That's not unique to Android. I still use an old iPad 3 (stuck on iOS 9) for movies & audiobooks in bed. I can still use Netflix, Plex, & Audible because I downloaded them a long time ago. But I recently switched to 1Password and I can't install it on that iPad.
I don’t think iPad 3 is even “old”. I have an original iPad 1, and the situation is even worse: I’m frozen in time on iOS 5, and the device has been losing app availability for years. Without jail breaking, it can basically only do what was installed with it from the factory. The hardware itself outlasts most companies’ software support by 2-4X. I see a bleak future of millions of perfectly usable devices that are only unusable because developers decided to stop keeping their software compatible.
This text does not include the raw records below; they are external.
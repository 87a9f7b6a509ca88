//! Merging of shard variants into canonical task buckets.

use indexmap::IndexMap;
use serde::{Deserialize, Serialize};
use tracing::warn;

use crate::constants::aggregate::{DEFAULT_SHARD_SUFFIXES, IMPLICIT_TASK_NAME};
use crate::data::Record;
use crate::errors::DatasetError;
use crate::types::{CanonicalTaskName, RecordId, TaskName};

/// Configured suffixes marking separately sourced shards of one task.
#[derive(Clone, Debug, PartialEq, Eq, Serialize, Deserialize)]
pub struct ShardSuffixes(Vec<String>);

impl Default for ShardSuffixes {
    fn default() -> Self {
        Self::new(DEFAULT_SHARD_SUFFIXES)
    }
}

impl ShardSuffixes {
    /// Build from an explicit suffix list.
    pub fn new<I, S>(suffixes: I) -> Self
    where
        I: IntoIterator<Item = S>,
        S: Into<String>,
    {
        Self(
            suffixes
                .into_iter()
                .map(Into::into)
                .filter(|suffix: &String| !suffix.is_empty())
                .collect(),
        )
    }

    /// No suffixes: every task name is already canonical.
    pub fn none() -> Self {
        Self(Vec::new())
    }

    /// Configured suffixes.
    pub fn as_slice(&self) -> &[String] {
        &self.0
    }

    /// Name with a terminal shard suffix stripped, or `None` when `name`
    /// does not end in a configured suffix (or would become empty).
    pub fn canonical_name<'a>(&self, name: &'a str) -> Option<&'a str> {
        self.0
            .iter()
            .filter_map(|suffix| name.strip_suffix(suffix.as_str()))
            .find(|stem| !stem.is_empty())
    }

    /// Suffix found in `name` anywhere other than its tail.
    pub fn ambiguous_suffix(&self, name: &str) -> Option<&str> {
        let stem = self.canonical_name(name).unwrap_or(name);
        self.0
            .iter()
            .find(|suffix| stem.contains(suffix.as_str()))
            .map(String::as_str)
    }
}

/// Canonical task buckets of record ids, in first-encounter order.
#[derive(Clone, Debug, Default, PartialEq, Eq)]
pub struct TaskBuckets {
    buckets: IndexMap<CanonicalTaskName, Vec<RecordId>>,
    ambiguous: Vec<TaskName>,
}

impl TaskBuckets {
    /// Wrap already-canonical buckets.
    pub fn from_canonical(buckets: IndexMap<CanonicalTaskName, Vec<RecordId>>) -> Self {
        Self {
            buckets,
            ambiguous: Vec::new(),
        }
    }

    /// Ids of `task`, if present.
    pub fn get(&self, task: &str) -> Option<&[RecordId]> {
        self.buckets.get(task).map(Vec::as_slice)
    }

    /// Iterate `(task, ids)` in bucket order.
    pub fn iter(&self) -> impl Iterator<Item = (&CanonicalTaskName, &[RecordId])> {
        self.buckets.iter().map(|(task, ids)| (task, ids.as_slice()))
    }

    /// Number of canonical tasks.
    pub fn len(&self) -> usize {
        self.buckets.len()
    }

    /// True when no task was aggregated.
    pub fn is_empty(&self) -> bool {
        self.buckets.is_empty()
    }

    /// Sum of ids across all buckets.
    pub fn total_ids(&self) -> usize {
        self.buckets.values().map(Vec::len).sum()
    }

    /// Names that contained a shard suffix outside their tail and were kept unmerged.
    pub fn ambiguous(&self) -> &[TaskName] {
        &self.ambiguous
    }

    /// Consume into the underlying bucket map.
    pub fn into_inner(self) -> IndexMap<CanonicalTaskName, Vec<RecordId>> {
        self.buckets
    }
}

/// Group loaded records into per-task id buckets, preserving load order.
///
/// Records without a task tag land in the implicit bucket.
pub fn group_by_task(records: &[Record]) -> IndexMap<TaskName, Vec<RecordId>> {
    let mut buckets: IndexMap<TaskName, Vec<RecordId>> = IndexMap::new();
    for record in records {
        let task = record.task_name.as_deref().unwrap_or(IMPLICIT_TASK_NAME);
        if let Some(ids) = buckets.get_mut(task) {
            ids.push(record.id);
        } else {
            buckets.insert(task.to_string(), vec![record.id]);
        }
    }
    buckets
}

/// Merge shard variants into canonical buckets.
///
/// Each variant's ids are appended to its canonical bucket in the order the
/// variants are encountered. Names with a suffix outside their tail are kept
/// as their own bucket and reported via [`TaskBuckets::ambiguous`].
pub fn aggregate<I>(buckets: I, suffixes: &ShardSuffixes) -> TaskBuckets
where
    I: IntoIterator<Item = (TaskName, Vec<RecordId>)>,
{
    let mut merged: IndexMap<CanonicalTaskName, Vec<RecordId>> = IndexMap::new();
    let mut ambiguous = Vec::new();
    for (task, ids) in buckets {
        let canonical = if let Some(suffix) = suffixes.ambiguous_suffix(&task) {
            warn!(
                task = %task,
                suffix,
                "[taskbatch:aggregate] shard suffix outside name tail; keeping task unmerged"
            );
            ambiguous.push(task.clone());
            task
        } else {
            suffixes
                .canonical_name(&task)
                .map(str::to_string)
                .unwrap_or(task)
        };
        merged.entry(canonical).or_default().extend(ids);
    }
    TaskBuckets {
        buckets: merged,
        ambiguous,
    }
}

/// Like [`aggregate`], but any ambiguous name fails with
/// [`DatasetError::AmbiguousTaskName`].
pub fn aggregate_strict<I>(buckets: I, suffixes: &ShardSuffixes) -> Result<TaskBuckets, DatasetError>
where
    I: IntoIterator<Item = (TaskName, Vec<RecordId>)>,
{
    let mut checked = Vec::new();
    for (task, ids) in buckets {
        if let Some(suffix) = suffixes.ambiguous_suffix(&task) {
            return Err(DatasetError::AmbiguousTaskName {
                suffix: suffix.to_string(),
                name: task,
            });
        }
        checked.push((task, ids));
    }
    Ok(aggregate(checked, suffixes))
}

#[cfg(test)]
mod tests {
    use super::*;

    fn input(pairs: &[(&str, &[RecordId])]) -> Vec<(TaskName, Vec<RecordId>)> {
        pairs
            .iter()
            .map(|(task, ids)| (task.to_string(), ids.to_vec()))
            .collect()
    }

    #[test]
    fn merges_split_variants_in_encounter_order() {
        let merged = aggregate(
            input(&[("taskA_split1", &[1, 2]), ("taskA_split2", &[3, 4])]),
            &ShardSuffixes::default(),
        );
        assert_eq!(merged.len(), 1);
        assert_eq!(merged.get("taskA"), Some(&[1, 2, 3, 4][..]));
        assert!(merged.ambiguous().is_empty());
    }

    #[test]
    fn keeps_unrelated_tasks_and_order() {
        let merged = aggregate(
            input(&[
                ("nq", &[0]),
                ("quora_split2", &[1]),
                ("fever", &[2, 3]),
                ("quora_split1", &[4]),
            ]),
            &ShardSuffixes::default(),
        );
        let order: Vec<_> = merged.iter().map(|(task, _)| task.as_str()).collect();
        assert_eq!(order, vec!["nq", "quora", "fever"]);
        assert_eq!(merged.get("quora"), Some(&[1, 4][..]));
        assert_eq!(merged.total_ids(), 5);
    }

    #[test]
    fn merges_plain_name_with_its_shards() {
        let merged = aggregate(
            input(&[("squad", &[0, 1]), ("squad_split1", &[2])]),
            &ShardSuffixes::default(),
        );
        assert_eq!(merged.get("squad"), Some(&[0, 1, 2][..]));
    }

    #[test]
    fn flags_suffix_outside_tail() {
        let merged = aggregate(
            input(&[("qa_split1_extra", &[5]), ("qa_split1", &[6])]),
            &ShardSuffixes::default(),
        );
        assert_eq!(merged.ambiguous(), &["qa_split1_extra".to_string()]);
        assert_eq!(merged.get("qa_split1_extra"), Some(&[5][..]));
        assert_eq!(merged.get("qa"), Some(&[6][..]));
    }

    #[test]
    fn strict_aggregation_rejects_ambiguous_names() {
        let err = aggregate_strict(
            input(&[("x_split2_split1", &[1])]),
            &ShardSuffixes::default(),
        )
        .unwrap_err();
        assert!(matches!(
            err,
            DatasetError::AmbiguousTaskName { ref name, .. } if name == "x_split2_split1"
        ));
    }

    #[test]
    fn suffix_alone_is_not_stripped_to_empty() {
        let suffixes = ShardSuffixes::default();
        assert_eq!(suffixes.canonical_name("_split1"), None);
        let merged = aggregate(input(&[("_split1", &[9])]), &suffixes);
        assert_eq!(merged.get("_split1"), Some(&[9][..]));
    }

    #[test]
    fn custom_suffixes_replace_defaults() {
        let suffixes = ShardSuffixes::new(["-a", "-b"]);
        let merged = aggregate(
            input(&[("nli-a", &[1]), ("nli-b", &[2]), ("nli_split1", &[3])]),
            &suffixes,
        );
        assert_eq!(merged.get("nli"), Some(&[1, 2][..]));
        assert_eq!(merged.get("nli_split1"), Some(&[3][..]));
        assert!(ShardSuffixes::none().canonical_name("nli_split1").is_none());
    }

    #[test]
    fn groups_records_by_task_with_implicit_bucket() {
        let record = |id, task: Option<&str>| Record {
            id,
            query: String::new(),
            positive: String::new(),
            negative: None,
            task_name: task.map(str::to_string),
        };
        let grouped = group_by_task(&[
            record(0, Some("nq")),
            record(1, None),
            record(2, Some("nq")),
        ]);
        assert_eq!(grouped.get("nq"), Some(&vec![0, 2]));
        assert_eq!(grouped.get(IMPLICIT_TASK_NAME), Some(&vec![1]));
    }
}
Contrast that with the world of PCs where I can still run recent versions of Linux on devices 10-20 years old.
> where I can still run recent versions of Linux on devices 10-20 years old.
10 sure, but not 20. 20 years ago the devices had 32 bit CPUs, the support for them is being phased out. The last 32-bit Ubuntu LTS is 16.04.6, from 2016.
Ubuntu 16.04 is still receiving updates - unlike typical Android phones from the same era.
While you might not get the latest kernel with it, as far as I can tell, there is nothing in its package manager that doesn't run on hardware from 2016.
Unkike typical Android devices from the same era.
> as I can tell, there is nothing in its package manager that doesn't run on hardware from 2016.
Right, but 20 years ago was 1999. I won’t be surprised to find out many packages won’t work: that CPU doesn’t have SSE2, the RAM limit is 512 MB, and typical systems usually had 64 or 128 MB.
The official page says recommended minimum requirements for Ubuntu 16.04 are 2 GHz dual core processor with 2GB RAM. 20 years old PCs don’t fit.
I wonder about the level of VAX support. Do they just have old code lying in the repository, do they build it, or do the devs actually have a working VAX machine and they test new builds?
Not a dev, but as i understand it as a Vaxstation 4000 owner who boots up from time to time to enjoy the beeps:
a) build.sh allows cross compilation, which helps with build validation
(although openbsd built native until they dropped vax ~3y ago)
b) there are a few dedicated devs on vax. these pretty much do the work as a hobby,
and things are best effort, but generally in sync with the rest of the tree. most
of these own a vax or three, but you can also run on SimH and probably other
vax emulators.
c) really, the system source is modular enough that adjusting device drivers for well
documented hardware which has existed for years, and tweaking a few
already-implemented since the 80s macro primitives is most of what is needed to
keep things running -most of the adjustments to the system itself happen higher
up the stack (e.g in the generic c portion of the kernel, or in the c library).
Granted, this does mean knowing the ISA and HW in and out, and having skills to
debug/reason about low-level instruction/hardware sorts of issues, but, hey,
that's who codes open source os'es anyway.. Besides, if you are a true VAX BSD UNIX hacker,
you've been tweaking your kernel sources since you manually toggled in the 3BSD bootstrap
in 1979 :b
That’s what happened with desktop PCs when design progress (or deliberate gradualism some would say) obsoleted machines over the course of several months.
Same happened with mobile devices, where designers and manufacturers were looking for the ideal recipe of a mobile phone.
Can you still access the App Store? A few years ago in 2017 I found my old iPhone 3GS in a drawer. I fired it up and it still connected to the App Store, and I was able to download some apps I'd bought back in the day. Even some apps that hadn't been updated or available for newer devices for years, including Lemonade Stand, an old favourite. It was great seeing my kinds play that on my old Phone.
I got my daughter a newer device later that year, so don't know if it still works. I've lost track of it again.
According to 1Password's support forum, "1Password 6 supports 1Password.com accounts, and that will run on iOS 9 and 10"[1].
The iPad 3 was quite problematic as a device in that it was very RAM- and CPU-limited. With a 1GHz dual-core A9 and 1GB RAM, it was not going to handle future iOS updates well.
The next version, the 2012 iPad, runs iOS 10 and is still useful -- I still have one lying around for when I need an iPad (and I do have 1Password on it). And the 2013 iPad Air runs the latest iOS and I expect this to continue as iPad tech plateaus.
Lack of OS updates isn't unique to Android, but Android manufacturers collectively have a very blasé attitude to updates, much worse than Apple and Microsoft.